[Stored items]
//! Rolling file logging for the VenueDesk core.
//!
//! # Responsibility
//! - Initialize file-based rolling logs once per process.
//! - Capture panics as sanitized, single-line log events.
//!
//! # Invariants
//! - Init is idempotent for the same level and directory.
//! - Reconfiguration with a different level or directory is rejected.
//! - Initialization never panics.

use crate::config::AppConfig;
use flexi_logger::{Cleanup, Criterion, FileSpec, Logger, LoggerHandle, Naming, WriteMode};
use log::{error, info};
use once_cell::sync::OnceCell;
use std::error::Error;
use std::fmt::{Display, Formatter};
use std::path::{Path, PathBuf};

const LOG_FILE_BASENAME: &str = "venuedesk";
const MAX_LOG_FILE_SIZE_BYTES: u64 = 10 * 1024 * 1024;
const MAX_LOG_FILES: usize = 5;
const MAX_PANIC_PAYLOAD_CHARS: usize = 160;

static LOGGING_STATE: OnceCell<LoggingState> = OnceCell::new();
static PANIC_HOOK_INSTALLED: OnceCell<()> = OnceCell::new();

struct LoggingState {
    level: &'static str,
    log_dir: PathBuf,
    _logger: LoggerHandle,
}

/// Logging bootstrap failure.
#[derive(Debug, Clone, PartialEq, Eq)]
pub enum LoggingError {
    UnsupportedLevel(String),
    InvalidLogDir(String),
    /// Already initialized with another level or directory.
    Conflict { active: String, requested: String },
    Backend(String),
}

impl Display for LoggingError {
    fn fmt(&self, f: &mut Formatter<'_>) -> std::fmt::Result {
        match self {
            Self::UnsupportedLevel(level) => write!(
                f,
                "unsupported log level `{level}`; expected trace|debug|info|warn|error"
            ),
            Self::InvalidLogDir(message) => write!(f, "invalid log directory: {message}"),
            Self::Conflict { active, requested } => write!(
                f,
                "logging already initialized with `{active}`; refusing to switch to `{requested}`"
            ),
            Self::Backend(message) => write!(f, "logger backend failed: {message}"),
        }
    }
}

impl Error for LoggingError {}

/// Initializes rolling file logging at `log_dir`.
///
/// # Errors
/// - `UnsupportedLevel` / `InvalidLogDir` for bad input (the directory must be
///   absolute).
/// - `Conflict` when already active with different settings.
/// - `Backend` when the directory or logger cannot be set up.
pub fn init_logging(level: &str, log_dir: impl AsRef<Path>) -> Result<(), LoggingError> {
    let level = normalize_level(level)?;
    let log_dir = normalize_log_dir(log_dir.as_ref())?;

    if let Some(state) = LOGGING_STATE.get() {
        return ensure_same_settings(state, level, &log_dir);
    }

    let state = LOGGING_STATE.get_or_try_init(|| start_logger(level, &log_dir))?;
    ensure_same_settings(state, level, &log_dir)
}

/// Initializes logging from config. Returns `false` when no log directory is
/// configured and logging stays off.
pub fn init_from_config(config: &AppConfig) -> Result<bool, LoggingError> {
    match &config.log_dir {
        Some(dir) => init_logging(&config.log_level, dir).map(|()| true),
        None => Ok(false),
    }
}

/// Active `(level, log_dir)`, or `None` before initialization.
pub fn logging_status() -> Option<(&'static str, PathBuf)> {
    LOGGING_STATE
        .get()
        .map(|state| (state.level, state.log_dir.clone()))
}

/// `debug` in debug builds, `info` in release builds.
pub fn default_log_level() -> &'static str {
    if cfg!(debug_assertions) {
        "debug"
    } else {
        "info"
    }
}

fn start_logger(level: &'static str, log_dir: &Path) -> Result<LoggingState, LoggingError> {
    std::fs::create_dir_all(log_dir).map_err(|err| {
        LoggingError::Backend(format!("cannot create `{}`: {err}", log_dir.display()))
    })?;

    let logger = Logger::try_with_str(level)
        .map_err(|err| LoggingError::Backend(err.to_string()))?
        .log_to_file(
            FileSpec::default()
                .directory(log_dir)
                .basename(LOG_FILE_BASENAME),
        )
        .rotate(
            Criterion::Size(MAX_LOG_FILE_SIZE_BYTES),
            Naming::Numbers,
            Cleanup::KeepLogFiles(MAX_LOG_FILES),
        )
        .write_mode(WriteMode::BufferAndFlush)
        .append()
        .format_for_files(flexi_logger::detailed_format)
        .start()
        .map_err(|err| LoggingError::Backend(err.to_string()))?;

    install_panic_hook_once();
    info!(
        "event=app_start module=core status=ok platform={} version={} level={level} log_dir={}",
        std::env::consts::OS,
        env!("CARGO_PKG_VERSION"),
        log_dir.display()
    );

    Ok(LoggingState {
        level,
        log_dir: log_dir.to_path_buf(),
        _logger: logger,
    })
}

fn ensure_same_settings(
    state: &LoggingState,
    level: &'static str,
    log_dir: &Path,
) -> Result<(), LoggingError> {
    if state.log_dir != log_dir {
        return Err(LoggingError::Conflict {
            active: state.log_dir.display().to_string(),
            requested: log_dir.display().to_string(),
        });
    }
    if state.level != level {
        return Err(LoggingError::Conflict {
            active: state.level.to_string(),
            requested: level.to_string(),
        });
    }
    Ok(())
}

fn normalize_level(level: &str) -> Result<&'static str, LoggingError> {
    match level.trim().to_ascii_lowercase().as_str() {
        "trace" => Ok("trace"),
        "debug" => Ok("debug"),
        "info" => Ok("info"),
        "warn" | "warning" => Ok("warn"),
        "error" => Ok("error"),
        other => Err(LoggingError::UnsupportedLevel(other.to_string())),
    }
}

fn normalize_log_dir(log_dir: &Path) -> Result<PathBuf, LoggingError> {
    if log_dir.as_os_str().is_empty() {
        return Err(LoggingError::InvalidLogDir("path is empty".to_string()));
    }
    if !log_dir.is_absolute() {
        return Err(LoggingError::InvalidLogDir(format!(
            "`{}` is not absolute",
            log_dir.display()
        )));
    }
    Ok(log_dir.to_path_buf())
}

fn install_panic_hook_once() {
    if PANIC_HOOK_INSTALLED.set(()).is_err() {
        return;
    }

    let previous_hook = std::panic::take_hook();
    std::panic::set_hook(Box::new(move |panic_info| {
        // Payload may carry user-entered names; keep it to one capped line.
        let location = panic_info
            .location()
            .map(|loc| format!("{}:{}", loc.file(), loc.line()))
            .unwrap_or_else(|| "unknown".to_string());
        let payload = panic_info
            .payload()
            .downcast_ref::<&str>()
            .map(|message| (*message).to_string())
            .or_else(|| panic_info.payload().downcast_ref::<String>().cloned())
            .unwrap_or_else(|| "non-string panic payload".to_string());
        error!(
            "event=panic_captured module=core status=error location={location} payload={}",
            sanitize_message(&payload, MAX_PANIC_PAYLOAD_CHARS)
        );
        previous_hook(panic_info);
    }));
}

fn sanitize_message(value: &str, max_chars: usize) -> String {
    let normalized = value.replace(['\n', '\r'], " ");
    let mut truncated = normalized.chars().take(max_chars).collect::<String>();
    if normalized.chars().count() > max_chars {
        truncated.push_str("...");
    }
    truncated
}

#[cfg(test)]
mod tests {
    use super::{
        init_logging, logging_status, normalize_level, normalize_log_dir, sanitize_message,
        LoggingError,
    };
    use std::path::Path;

    #[test]
    fn normalize_level_accepts_known_values() {
        assert_eq!(normalize_level("INFO"), Ok("info"));
        assert_eq!(normalize_level(" warning "), Ok("warn"));
        assert!(matches!(
            normalize_level("verbose"),
            Err(LoggingError::UnsupportedLevel(_))
        ));
    }

    #[test]
    fn normalize_log_dir_rejects_relative_and_empty_paths() {
        assert!(matches!(
            normalize_log_dir(Path::new("logs/dev")),
            Err(LoggingError::InvalidLogDir(_))
        ));
        assert!(matches!(
            normalize_log_dir(Path::new("")),
            Err(LoggingError::InvalidLogDir(_))
        ));
    }

    #[test]
    fn sanitize_message_removes_newlines_and_truncates() {
        let sanitized = sanitize_message("line1\nline2\rline3", 8);
        assert!(!sanitized.contains('\n'));
        assert!(!sanitized.contains('\r'));
        assert!(sanitized.ends_with("..."));
    }

    #[test]
    fn init_logging_is_idempotent_and_rejects_conflicts() {
        let first = tempfile::tempdir().unwrap();
        let second = tempfile::tempdir().unwrap();

        init_logging("info", first.path()).unwrap();
        init_logging("info", first.path()).unwrap();

        assert!(matches!(
            init_logging("debug", first.path()),
            Err(LoggingError::Conflict { .. })
        ));
        assert!(matches!(
            init_logging("info", second.path()),
            Err(LoggingError::Conflict { .. })
        ));

        let (level, dir) = logging_status().unwrap();
        assert_eq!(level, "info");
        assert_eq!(dir, first.path());
    }
}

To do:
Begin at the first line of the entries above and copy every line exactly, ending with the line that contains "directory must be".

Output for this task:
//! Rolling file logging for the VenueDesk core.
//!
//! # Responsibility
//! - Initialize file-based rolling logs once per process.
//! - Capture panics as sanitized, single-line log events.
//!
//! # Invariants
//! - Init is idempotent for the same level and directory.
//! - Reconfiguration with a different level or directory is rejected.
//! - Initialization never panics.

use crate::config::AppConfig;
use flexi_logger::{Cleanup, Criterion, FileSpec, Logger, LoggerHandle, Naming, WriteMode};
use log::{error, info};
use once_cell::sync::OnceCell;
use std::error::Error;
use std::fmt::{Display, Formatter};
use std::path::{Path, PathBuf};

const LOG_FILE_BASENAME: &str = "venuedesk";
const MAX_LOG_FILE_SIZE_BYTES: u64 = 10 * 1024 * 1024;
const MAX_LOG_FILES: usize = 5;
const MAX_PANIC_PAYLOAD_CHARS: usize = 160;

static LOGGING_STATE: OnceCell<LoggingState> = OnceCell::new();
static PANIC_HOOK_INSTALLED: OnceCell<()> = OnceCell::new();

struct LoggingState {
    level: &'static str,
    log_dir: PathBuf,
    _logger: LoggerHandle,
}

/// Logging bootstrap failure.
#[derive(Debug, Clone, PartialEq, Eq)]
pub enum LoggingError {
    UnsupportedLevel(String),
    InvalidLogDir(String),
    /// Already initialized with another level or directory.
    Conflict { active: String, requested: String },
    Backend(String),
}

impl Display for LoggingError {
    fn fmt(&self, f: &mut Formatter<'_>) -> std::fmt::Result {
        match self {
            Self::UnsupportedLevel(level) => write!(
                f,
                "unsupported log level `{level}`; expected trace|debug|info|warn|error"
            ),
            Self::InvalidLogDir(message) => write!(f, "invalid log directory: {message}"),
            Self::Conflict { active, requested } => write!(
                f,
                "logging already initialized with `{active}`; refusing to switch to `{requested}`"
            ),
            Self::Backend(message) => write!(f, "logger backend failed: {message}"),
        }
    }
}

impl Error for LoggingError {}

/// Initializes rolling file logging at `log_dir`.
///
/// # Errors
/// - `UnsupportedLevel` / `InvalidLogDir` for bad input (the directory must be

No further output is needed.